Exactly and in full, give the records again.

▶ [Collected data entries]
★ ★ ★ ★ ★

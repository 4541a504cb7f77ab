//! Persistence error types.

use thiserror::Error;

#[derive(Debug, Error)]
pub enum PersistenceError {
    #[error("Writer is closed")]
    Closed,

    #[error("IO error: {0}")]
    Io(#[from] std::io::Error),

    #[error("JSON error: {0}")]
    Json(#[from] serde_json::Error),
}

pub type PersistenceResult<T> = Result<T, PersistenceError>;
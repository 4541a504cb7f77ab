//! Client for the Polymarket Gamma API.
//!
//! The Gamma API is the discovery collaborator: given a series slug it
//! answers which markets are currently tradeable, applying per-recurrence
//! trading-window estimation and an early-start buffer.

pub mod client;
pub mod error;
pub mod types;

pub use client::{window_for_recurrence, GammaClient, DEFAULT_BASE_URL};
pub use error::{GammaError, GammaResult};
pub use types::{Event, Filter, Market, Series, Tag};
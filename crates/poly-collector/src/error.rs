//! Application error types.

use thiserror::Error;

#[derive(Debug, Error)]
pub enum AppError {
    #[error("Configuration error: {0}")]
    Config(String),

    #[error("WebSocket error: {0}")]
    Ws(#[from] poly_ws::WsError),

    #[error("Gamma API error: {0}")]
    Gamma(#[from] poly_gamma::GammaError),

    #[error("Session error: {0}")]
    Session(#[from] poly_manager::SessionError),

    #[error("Telemetry error: {0}")]
    Telemetry(#[from] poly_telemetry::TelemetryError),

    #[error("Persistence error: {0}")]
    Persistence(#[from] poly_persistence::PersistenceError),

    #[error("IO error: {0}")]
    Io(#[from] std::io::Error),
}

pub type AppResult<T> = Result<T, AppError>;
//! Telemetry error types.

use thiserror::Error;

#[derive(Debug, Error)]
pub enum TelemetryError {
    #[error("Logging initialization failed: {0}")]
    LoggingInit(String),

    #[error("IO error: {0}")]
    Io(#[from] std::io::Error),
}

pub type TelemetryResult<T> = Result<T, TelemetryError>;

★ ★ ★ ★ ★

▶ [Your response]
repository 4541a504cb7f77ab
//! Persistence error types.

use thiserror::Error;

#[derive(Debug, Error)]
pub enum PersistenceError {
    #[error("Writer is closed")]
    Closed,

    #[error("IO error: {0}")]
    Io(#[from] std::io::Error),

    #[error("JSON error: {0}")]
    Json(#[from] serde_json::Error),
}

pub type PersistenceResult<T> = Result<T, PersistenceError>;
repository 4541a504cb7f77ab
//! Client for the Polymarket Gamma API.
//!
//! The Gamma API is the discovery collaborator: given a series slug it
//! answers which markets are currently tradeable, applying per-recurrence
//! trading-window estimation and an early-start buffer.

pub mod client;
pub mod error;
pub mod types;

pub use client::{window_for_recurrence, GammaClient, DEFAULT_BASE_URL};
pub use error::{GammaError, GammaResult};
pub use types::{Event, Filter, Market, Series, Tag};
filename crates/poly-collector/src/error.rs
//! Application error types.

use thiserror::Error;

#[derive(Debug, Error)]
pub enum AppError {
    #[error("Configuration error: {0}")]
    Config(String),

    #[error("WebSocket error: {0}")]
    Ws(#[from] poly_ws::WsError),

    #[error("Gamma API error: {0}")]
    Gamma(#[from] poly_gamma::GammaError),

    #[error("Session error: {0}")]
    Session(#[from] poly_manager::SessionError),

    #[error("Telemetry error: {0}")]
    Telemetry(#[from] poly_telemetry::TelemetryError),

    #[error("Persistence error: {0}")]
    Persistence(#[from] poly_persistence::PersistenceError),

    #[error("IO error: {0}")]
    Io(#[from] std::io::Error),
}

pub type AppResult<T> = Result<T, AppError>;
//! Telemetry error types.

use thiserror::Error;

#[derive(Debug, Error)]
pub enum TelemetryError {
    #[error("Logging initialization failed: {0}")]
    LoggingInit(String),

    #[error("IO error: {0}")]
    Io(#[from] std::io::Error),
}

pub type TelemetryResult<T> = Result<T, TelemetryError>;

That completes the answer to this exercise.